メリーチョコレートの新たな試み
株式会社メリーチョコレートカムパニーは、農業支援の重要性を理解し、持続的な果実加工品の供給を実現するために山形県のサクランボ収穫を支援しました。2026年6月11日と12日の2日間、18名の社員が参加し、約750kgのサクランボを手にしました。この取り組みは、国産果実ゼリー商品の未来を守るための重要な一歩となります。
農業の現状と課題
現在、国内の農業はさまざまな課題に直面しています。特に、後継者不足や高齢化により、農業就業人口が減少している状況です。これにより多くの果物の栽培が難しくなっており、特にサクランボのような短期間で集中して収穫が求められる品種は、人手の確保が困難になっています。

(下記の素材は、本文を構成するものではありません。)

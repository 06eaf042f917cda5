//! Patch engine: a pure function `(document, patches) -> document'` applying
//! strategic-merge YAML patches followed by JSON-6902 patches, matching
//! §4.6/§9's treatment of the patch engine as a pure-function collaborator.
//!
//! The upstream system treats the full strategic-merge/JSON-6902 patch
//! engine as an external, out-of-scope collaborator; this module is the
//! concrete default implementation that contract requires so the bootstrap
//! config renderer (`core::bootstrap_config`) has something real to call.
//! Strategic merge here covers scalar override, nested map merge, and list
//! replace — the subset a single kubeadm document actually exercises, not
//! full Kubernetes apimachinery merge-key/`$patch: delete` semantics.

use crate::errors::{KinaError, KinaResult};

/// Apply a strategic-merge-style YAML patch: maps merge recursively
/// (patch keys override base keys), anything else (scalars, sequences)
/// replaces the base value outright.
pub fn apply_strategic_merge(base: &str, patch: &str) -> KinaResult<String> {
    let mut base_value: serde_yaml::Value = serde_yaml::from_str(base).map_err(|e| KinaError::Patch {
        reason: format!("failed to parse base document: {}", e),
    })?;
    let patch_value: serde_yaml::Value = serde_yaml::from_str(patch).map_err(|e| KinaError::Patch {
        reason: format!("failed to parse strategic-merge patch: {}", e),
    })?;

    merge_yaml(&mut base_value, &patch_value);

    serde_yaml::to_string(&base_value).map_err(|e| KinaError::Patch {
        reason: format!("failed to serialize merged document: {}", e),
    })
}

fn merge_yaml(base: &mut serde_yaml::Value, patch: &serde_yaml::Value) {
    match (base, patch) {
        (serde_yaml::Value::Mapping(base_map), serde_yaml::Value::Mapping(patch_map)) => {
            for (key, patch_val) in patch_map {
                match base_map.get_mut(key) {
                    Some(base_val) => merge_yaml(base_val, patch_val),
                    None => {
                        base_map.insert(key.clone(), patch_val.clone());
                    }
                }
            }
        }
        (base_slot, patch_val) => {
            *base_slot = patch_val.clone();
        }
    }
}

/// Apply an ordered list of RFC 6902 JSON-patch documents to a YAML
/// document, round-tripping through `serde_json::Value` for the patch
/// library and back.
pub fn apply_json6902(base: &str, patches: &[String]) -> KinaResult<String> {
    if patches.is_empty() {
        return Ok(base.to_string());
    }

    let yaml_value: serde_yaml::Value = serde_yaml::from_str(base).map_err(|e| KinaError::Patch {
        reason: format!("failed to parse base document: {}", e),
    })?;
    let mut json_value: serde_json::Value =
        serde_json::to_value(&yaml_value).map_err(|e| KinaError::Patch {
            reason: format!("failed to convert document to JSON for patching: {}", e),
        })?;

    for patch_text in patches {
        let patch: json_patch::Patch = serde_json::from_str(patch_text).map_err(|e| KinaError::Patch {
            reason: format!("invalid JSON-6902 patch document: {}", e),
        })?;
        json_patch::patch(&mut json_value, &patch).map_err(|e| KinaError::Patch {
            reason: format!("failed to apply JSON-6902 patch: {}", e),
        })?;
    }

    let merged_yaml: serde_yaml::Value =
        serde_yaml::to_value(&json_value).map_err(|e| KinaError::Patch {
            reason: format!("failed to convert patched document back to YAML: {}", e),
        })?;
    serde_yaml::to_string(&merged_yaml).map_err(|e| KinaError::Patch {
        reason: format!("failed to serialize patched document: {}", e),
    })
}

/// Rewrite a JSON-6902 patch's implied target name so it matches the
/// generated object's name, per §4.4.2/§9 ("the core only rewrites the
/// `metadata.name` field in each patch to match the generated object's
/// name, preserving user intent"). Patches are RFC 6902 operation lists
/// against a document; any `op` whose `path` ends in `/metadata/name` has
/// its `value` overwritten.
pub fn rename_patch_target(patch_text: &str, generated_name: &str) -> KinaResult<String> {
    let mut ops: serde_json::Value = serde_json::from_str(patch_text).map_err(|e| KinaError::Patch {
        reason: format!("invalid JSON-6902 patch document: {}", e),
    })?;

    if let Some(array) = ops.as_array_mut() {
        for op in array.iter_mut() {
            let is_name_path = op
                .get("path")
                .and_then(|p| p.as_str())
                .map(|p| p.ends_with("/metadata/name"))
                .unwrap_or(false);
            if is_name_path {
                if let Some(obj) = op.as_object_mut() {
                    obj.insert(
                        "value".to_string(),
                        serde_json::Value::String(generated_name.to_string()),
                    );
                }
            }
        }
    }

    serde_json::to_string(&ops).map_err(|e| KinaError::Patch {
        reason: format!("failed to re-serialize renamed patch: {}", e),
    })
}

/// Apply every strategic-merge patch then every JSON-6902 patch, in the
/// order supplied, to `document`.
pub fn apply_all(
    document: &str,
    strategic_merge_patches: &[String],
    json6902_patches: &[String],
) -> KinaResult<String> {
    let mut current = document.to_string();
    for patch in strategic_merge_patches {
        current = apply_strategic_merge(&current, patch)?;
    }
    current = apply_json6902(&current, json6902_patches)?;
    Ok(current)
}

#[cfg(test)]
mod tests {
    use super::*;

    #[test]
    fn strategic_merge_overrides_scalar_and_keeps_other_keys() {
        let base = "a: 1\nb:\n  c: 2\n  d: 3\n";
        let patch = "b:\n  c: 20\n";
        let merged = apply_strategic_merge(base, patch).unwrap();
        let value: serde_yaml::Value = serde_yaml::from_str(&merged).unwrap();
        assert_eq!(value["a"], serde_yaml::Value::from(1));
        assert_eq!(value["b"]["c"], serde_yaml::Value::from(20));
        assert_eq!(value["b"]["d"], serde_yaml::Value::from(3));
    }

    #[test]
    fn json6902_patch_applies_replace() {
        let base = "metadata:\n  name: original\n";
        let patches = vec![
            r#"[{"op":"replace","path":"/metadata/name","value":"patched"}]"#.to_string(),
        ];
        let patched = apply_json6902(base, &patches).unwrap();
        let value: serde_yaml::Value = serde_yaml::from_str(&patched).unwrap();
        assert_eq!(value["metadata"]["name"], serde_yaml::Value::from("patched"));
    }

    #[test]
    fn rename_patch_target_rewrites_metadata_name_value() {
        let patch = r#"[{"op":"replace","path":"/metadata/name","value":"user-supplied"}]"#;
        let renamed = rename_patch_target(patch, "generated-object").unwrap();
        assert!(renamed.contains("generated-object"));
        assert!(!renamed.contains("user-supplied"));
    }

    #[test]
    fn pure_function_identical_inputs_identical_output() {
        let base = "a: 1\n";
        let patch = "a: 2\n";
        assert_eq!(
            apply_strategic_merge(base, patch).unwrap(),
            apply_strategic_merge(base, patch).unwrap()
        );
    }
}
/// KIND-compatible cluster configuration (the internal, validated form).
#[derive(Debug, Clone, Serialize, Deserialize)]
pub struct ClusterConfig {
    /// API version (KIND compatibility)
    #[serde(rename = "apiVersion")]
    pub api_version: String,

    /// Resource kind (KIND compatibility)
    pub kind: String,

    /// Cluster name
    pub name: String,

    /// Node configuration
    pub nodes: Vec<NodeConfig>,

    /// Networking configuration
    pub networking: NetworkingConfig,

    /// Feature gates to enable/disable
    #[serde(rename = "featureGates", default)]
    pub feature_gates: BTreeMap<String, bool>,

    /// kubeadm configuration patches (strategic merge, cluster-wide)
    #[serde(rename = "kubeadmConfigPatches", default)]
    pub kubeadm_config_patches: Vec<String>,

    /// kubeadm configuration patches by target (JSON-6902, cluster-wide)
    #[serde(rename = "kubeadmConfigPatchesJSON6902", default)]
    pub kubeadm_config_patches_json6902: Vec<JSON6902Patch>,

    /// Runtime configuration specific to kina/Apple Container
    #[serde(rename = "runtimeConfig", skip_serializing_if = "Option::is_none")]
    pub runtime_config: Option<RuntimeConfig>,
}

/// Node configuration for cluster nodes (a spec, before replica expansion).
#[derive(Debug, Clone, Serialize, Deserialize)]
pub struct NodeConfig {
    /// Node role
    pub role: NodeRole,

    /// Container image for this node
    #[serde(skip_serializing_if = "Option::is_none")]
    pub image: Option<String>,

    /// Number of instances this node spec expands to during derivation.
    /// `None` behaves as 1; `Some(0)` contributes zero roster entries.
    #[serde(skip_serializing_if = "Option::is_none")]
    pub replicas: Option<u32>,

    /// Extra mounts for this node
    #[serde(rename = "extraMounts", skip_serializing_if = "Vec::is_empty", default)]
    pub extra_mounts: Vec<Mount>,

    /// Extra port mappings for this node
    #[serde(
        rename = "extraPortMappings",
        skip_serializing_if = "Vec::is_empty",
        default
    )]
    pub extra_port_mappings: Vec<PortMapping>,

    /// kubeadm configuration patches for this node (strategic merge)
    #[serde(
        rename = "kubeadmConfigPatches",
        skip_serializing_if = "Vec::is_empty",
        default
    )]
    pub kubeadm_config_patches: Vec<String>,

    /// kubeadm configuration patches for this node (JSON-6902)
    #[serde(
        rename = "kubeadmConfigPatchesJSON6902",
        skip_serializing_if = "Vec::is_empty",
        default
    )]
    pub kubeadm_config_patches_json6902: Vec<JSON6902Patch>,

    /// Labels for this node
    #[serde(skip_serializing_if = "BTreeMap::is_empty", default)]
    pub labels: BTreeMap<String, String>,

    // Internal fields (not serialized) — filled in once the owning cluster
    // name is known; still unpopulated at the NodeConfig stage, the roster
    // builder derives the real instance name.
    #[serde(skip)]
    #[allow(dead_code)]
    pub cluster_name: String,

    #[serde(skip)]
    #[allow(dead_code)]
    pub name: String,
}

impl Default for NodeConfig {
    fn default() -> Self {
        Self {
            role: NodeRole::ControlPlane,
            image: None,
            replicas: None,
            extra_mounts: Vec::new(),
            extra_port_mappings: Vec::new(),
            kubeadm_config_patches: Vec::new(),
            kubeadm_config_patches_json6902: Vec::new(),
            labels: BTreeMap::new(),
            cluster_name: String::new(),
            name: String::new(),
        }
    }
}

/// IP family for the cluster network.
#[derive(Debug, Clone, Copy, Serialize, Deserialize, PartialEq, Eq, Default)]
#[serde(rename_all = "lowercase")]
pub enum IpFamily {
    #[default]
    Ipv4,
    Ipv6,
    #[serde(rename = "dual")]
    DualStack,
}

/// Networking configuration (KIND compatible, generalized with ip family).
#[derive(Debug, Clone, Serialize, Deserialize)]
pub struct NetworkingConfig {
    /// IP family of the cluster
    #[serde(rename = "ipFamily", default)]
    pub ip_family: IpFamily,

    /// Disable default CNI
    #[serde(
        rename = "disableDefaultCNI",
        skip_serializing_if = "is_false",
        default
    )]
    pub disable_default_cni: bool,

    /// kube-proxy mode
    #[serde(rename = "kubeProxyMode", skip_serializing_if = "Option::is_none")]
    pub kube_proxy_mode: Option<String>,

    /// Pod subnet CIDR(s), comma-separated for dual-stack
    #[serde(rename = "podSubnet", skip_serializing_if = "Option::is_none")]
    pub pod_subnet: Option<String>,

    /// Service subnet CIDR(s), comma-separated for dual-stack
    #[serde(rename = "serviceSubnet", skip_serializing_if = "Option::is_none")]
    pub service_subnet: Option<String>,

    /// API server bind address
    #[serde(rename = "apiServerAddress", skip_serializing_if = "Option::is_none")]
    pub api_server_address: Option<String>,

    /// API server host port (0 = ephemeral)
    #[serde(rename = "apiServerPort", skip_serializing_if = "Option::is_none")]
    pub api_server_port: Option<u16>,
}

impl Default for NetworkingConfig {
    fn default() -> Self {
        Self {
            ip_family: IpFamily::Ipv4,
            disable_default_cni: false,
            kube_proxy_mode: None,
            pod_subnet: None,
            service_subnet: None,
            api_server_address: None,
            api_server_port: None,
        }
    }
}

/// Mount propagation mode.
#[derive(Debug, Clone, Copy, Serialize, Deserialize, PartialEq, Eq, Default)]
#[serde(rename_all = "kebab-case")]
pub enum MountPropagation {
    #[default]
    Private,
    HostToContainer,
    Bidirectional,
}

/// Mount configuration for nodes (KIND compatible).
#[derive(Debug, Clone, Serialize, Deserialize)]
pub struct Mount {
    /// Host path to mount
    #[serde(rename = "hostPath")]
    pub host_path: PathBuf,

    /// Container path for the mount
    #[serde(rename = "containerPath")]
    pub container_path: PathBuf,

    /// Whether the mount is read-only
    #[serde(rename = "readOnly", skip_serializing_if = "is_false", default)]
    pub read_only: bool,

    /// SELinux relabel option
    #[serde(rename = "selinuxRelabel", skip_serializing_if = "is_false", default)]
    pub selinux_relabel: bool,

    /// Propagation mode
    #[serde(default)]
    pub propagation: MountPropagation,
}

/// Wire protocol for a port mapping.
#[derive(Debug, Clone, Copy, Serialize, Deserialize, PartialEq, Eq, Default)]
#[serde(rename_all = "UPPERCASE")]
pub enum Protocol {
    #[default]
    Tcp,
    Udp,
    Sctp,
}

/// Port mapping for nodes (KIND compatible).
#[derive(Debug, Clone, Serialize, Deserialize)]
pub struct PortMapping {
    /// Container port
    #[serde(rename = "containerPort")]
    pub container_port: u16,

    /// Host port (optional; 0 or absent means "random")
    #[serde(rename = "hostPort", skip_serializing_if = "Option::is_none")]
    pub host_port: Option<u16>,

    /// Listen address
    #[serde(rename = "listenAddress", skip_serializing_if = "Option::is_none")]
    pub listen_address: Option<String>,

    /// Protocol
    #[serde(default)]
    pub protocol: Protocol,
}

/// JSON-6902 patch configuration.
#[derive(Debug, Clone, Serialize, Deserialize)]
pub struct JSON6902Patch {
    /// Group of the target resource
    #[serde(skip_serializing_if = "Option::is_none")]
    pub group: Option<String>,

    /// Version of the target resource
    pub version: String,

    /// Kind of the target resource
    pub kind: String,

    /// Patch operations (a JSON-6902 document, encoded as text)
    pub patch: String,
}

/// Runtime configuration specific to kina/Apple Container.
#[derive(Debug, Clone, Serialize, Deserialize)]
pub struct RuntimeConfig {
    #[serde(rename = "cpuLimit", skip_serializing_if = "Option::is_none")]
    pub cpu_limit: Option<String>,

    #[serde(rename = "memoryLimit", skip_serializing_if = "Option::is_none")]
    pub memory_limit: Option<String>,

    #[serde(rename = "storageLimit", skip_serializing_if = "Option::is_none")]
    pub storage_limit: Option<String>,

    #[serde(skip_serializing_if = "is_false", default)]
    pub privileged: bool,

    #[serde(skip_serializing_if = "BTreeMap::is_empty", default)]
    pub environment: BTreeMap<String, String>,
}

impl Default for RuntimeConfig {
    fn default() -> Self {
        Self {
            cpu_limit: None,
            memory_limit: Some("2Gi".to_string()),
            storage_limit: Some("20Gi".to_string()),
            privileged: true, // required for systemd in containers
            environment: BTreeMap::new(),
        }
    }
}

impl Default for ClusterConfig {
    fn default() -> Self {
        Self::default_with_name("kina")
    }
}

また、加工用サクランボは生食用と異なるため、収穫需要を満たすための労働力が不足しています。このままでは、果実加工産業の原料供給が減少し、将来的な果実製品の安定供給が危ぶまれています。これらの問題を解決するため、メリーチョコレートは地域の農家と協力し、支援活動を実施しました。
収穫支援の実施
収穫支援の活動は、山形県寒河江市に位置する株式会社アンスリーファームで行われました。社員たちは、高所での収穫に必要な脚立を使用し、一つ一つ丁寧にサクランボを収穫しました。収穫したサクランボは、アンスリーファームにとって今期の見込み量の約5%を占め、貴重な収穫となりました。
参加者の声
今回の活動に参加した社員は、自分たちが手にしたフルーツがどのように加工されているかを感じ、より一層国産果実への愛着が増したと言います。特に、果物ができるまでのプロセスを学んだことは、社員自身の仕事へも良い影響を与えたと感じているようです。
アンスリーファームの取締役専務、川合祥吾氏は「山形のさくらんぼ業界は今、重要な転換期を迎えている。今回の支援は人手不足を解消し、新たな活路を見出すチャンスにつながる」と語りました。
角田商事の石川怜氏も「農業の担い手への支援が全体の維持発展に繋がり、結果的に加工用さくらんぼの生産量の増加にも寄与するはず」と期待を寄せています。
今後の展望
メリーチョコレートは、今回の取り組みを通じて社会的課題の解決と商品安定生産の両立を目指しています。今後も引き続き、地域の農業を支援し、持続可能な農業の実現に向けて邁進していく方針です。社員全員での支援活動は、単に大量のサクランボを収穫するだけでなく、地域とのつながりを持続するための大切な手段であり、未来の農業へ貢献する重要なステップになるでしょう。
この活動が、さらなる地域貢献のきっかけとなることを期待したいです。